--- Work item ---
Pull every line that includes the word "enum" out of the data below and copy it.

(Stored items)
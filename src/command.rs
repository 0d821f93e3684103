//! Commands shared by every component of hyprsnap.
//!
//! [`Command`] is the closed vocabulary of snap actions. Hotkey bindings
//! deliver raw strings (over the Unix socket, see [`crate::ipc`]); parsing
//! happens once at that boundary, so the layout state machine never compares
//! strings.

use serde::de::Error as DeError;
use serde::{Deserialize, Deserializer, Serialize};
use std::fmt;

/// A snap action requested for the currently focused window.
///
/// Commands are produced by [`CommandSource`](crate::traits::CommandSource)
/// implementations and consumed by the
/// [`Dispatcher`](crate::dispatcher::Dispatcher).
#[derive(Debug, Clone, Copy, PartialEq, Eq, Hash, Serialize)]
pub enum Command {
    /// Snap to the left half of the display.
    Left,
    /// Snap to the right half of the display.
    Right,
    /// Cycle through the top third / top two-thirds of the display.
    Top,
    /// Cycle through the bottom third / bottom two-thirds of the display.
    Bottom,
    /// Center at half width and half height.
    Center,
    /// Maximize via the window system's native show state.
    Maximize,
    /// Minimize via the window system's native show state.
    Minimize,
}

impl fmt::Display for Command {
    fn fmt(&self, f: &mut fmt::Formatter<'_>) -> fmt::Result {
        match self {
            Command::Left => write!(f, "left"),
            Command::Right => write!(f, "right"),
            Command::Top => write!(f, "top"),
            Command::Bottom => write!(f, "bottom"),
            Command::Center => write!(f, "center"),
            Command::Maximize => write!(f, "maximize"),
            Command::Minimize => write!(f, "minimize"),
        }
    }
}

impl Command {
    /// Parse a command string (case-insensitive; accepts "up"/"top" and
    /// "down"/"bottom" as aliases).
    ///
    /// Returns `None` for anything unrecognized — unknown commands are a
    /// silent no-op so new bindings can be added without breaking old ones.
    pub fn parse(s: &str) -> Option<Command> {
        let normalized: String = s
            .trim()
            .chars()
            .filter(|c| !c.is_whitespace() && *c != '_' && *c != '-')
            .flat_map(|c| c.to_lowercase())
            .collect();
        match normalized.as_str() {
            "left" => Some(Command::Left),
            "right" => Some(Command::Right),
            "up" | "top" => Some(Command::Top),
            "down" | "bottom" => Some(Command::Bottom),
            "center" | "centre" => Some(Command::Center),
            "maximize" | "max" => Some(Command::Maximize),
            "minimize" | "min" => Some(Command::Minimize),
            _ => None,
        }
    }
}

impl<'de> Deserialize<'de> for Command {
    fn deserialize<D>(deserializer: D) -> Result<Self, D::Error>
    where
        D: Deserializer<'de>,
    {
        let s = String::deserialize(deserializer)?;
        Command::parse(&s).ok_or_else(|| DeError::custom(format!("invalid command: {:?}", s)))
    }
}
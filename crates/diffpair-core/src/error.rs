//! Error types for the core primitives.

use thiserror::Error;

/// Errors from the pure comparison primitives.
#[derive(Debug, Clone, PartialEq, Eq, Error)]
pub enum CoreError {
    /// A differ precondition was violated. Callers must pass two non-empty
    /// buffers of equal length; failing to do so is a programming error,
    /// not bad user input.
    #[error("invalid diff input: {0}")]
    InvalidInput(&'static str),
}

/// Result type for core operations.
pub type Result<T> = std::result::Result<T, CoreError>;
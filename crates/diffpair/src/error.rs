//! Error types for the comparison engine.

use diffpair_core::CoreError;
use diffpair_store::StoreError;
use thiserror::Error;

/// Errors that can occur during engine operations.
///
/// All are terminal to the triggering call: the engine never retries and
/// never falls back to a default. A transport adapter maps these kinds to
/// protocol responses through the table in [`crate::transport`].
#[derive(Debug, Error)]
pub enum EngineError {
    /// The caller supplied an empty or blank record id.
    #[error("record id must be non-empty")]
    InvalidIdentifier,

    /// Submitted content was blank or not a valid base64 document.
    #[error("content is not a valid base64 document")]
    InvalidEncoding,

    /// The record is missing, or has fewer than two non-empty sides.
    #[error("record {0} is absent or only partially submitted")]
    NotComparable(String),

    /// A comparison precondition was violated.
    #[error("comparison rejected: {0}")]
    Comparison(#[from] CoreError),

    /// Storage failure, propagated unchanged.
    #[error("store error: {0}")]
    Store(#[from] StoreError),
}

/// Result type for engine operations.
pub type Result<T> = std::result::Result<T, EngineError>;
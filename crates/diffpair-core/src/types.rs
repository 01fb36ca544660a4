//! Strong type definitions for diffpair.
//!
//! Identifiers are newtypes to prevent misuse at compile time.

use serde::{Deserialize, Serialize};
use std::fmt;

/// An opaque record identifier, unique within a store.
///
/// Construction goes through [`RecordId::parse`], which rejects blank
/// input, so a `RecordId` held anywhere in the system is known to be
/// non-empty. The identifier is otherwise uninterpreted.
#[derive(Debug, Clone, PartialEq, Eq, Hash, Serialize, Deserialize)]
#[serde(transparent)]
pub struct RecordId(String);

impl RecordId {
    /// Parse an identifier, rejecting empty or whitespace-only input.
    ///
    /// The identifier is stored as given; surrounding whitespace is not
    /// stripped, only used for the blankness check.
    pub fn parse(id: &str) -> Option<Self> {
        if id.trim().is_empty() {
            None
        } else {
            Some(Self(id.to_string()))
        }
    }

    /// The identifier as a string slice.
    pub fn as_str(&self) -> &str {
        &self.0
    }
}

impl fmt::Display for RecordId {
    fn fmt(&self, f: &mut fmt::Formatter<'_>) -> fmt::Result {
        f.write_str(&self.0)
    }
}

impl AsRef<str> for RecordId {
    fn as_ref(&self) -> &str {
        &self.0
    }
}

impl From<RecordId> for String {
    fn from(id: RecordId) -> Self {
        id.0
    }
}

/// One of the two independently-submitted payloads of a record.
#[derive(Debug, Clone, Copy, PartialEq, Eq, Hash, Serialize, Deserialize)]
#[serde(rename_all = "lowercase")]
pub enum Side {
    Left,
    Right,
}

impl fmt::Display for Side {
    fn fmt(&self, f: &mut fmt::Formatter<'_>) -> fmt::Result {
        match self {
            Side::Left => f.write_str("left"),
            Side::Right => f.write_str("right"),
        }
    }
}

--- Answer section ---
pub enum Command {
pub enum CoreError {
pub enum EngineError {
pub enum Side {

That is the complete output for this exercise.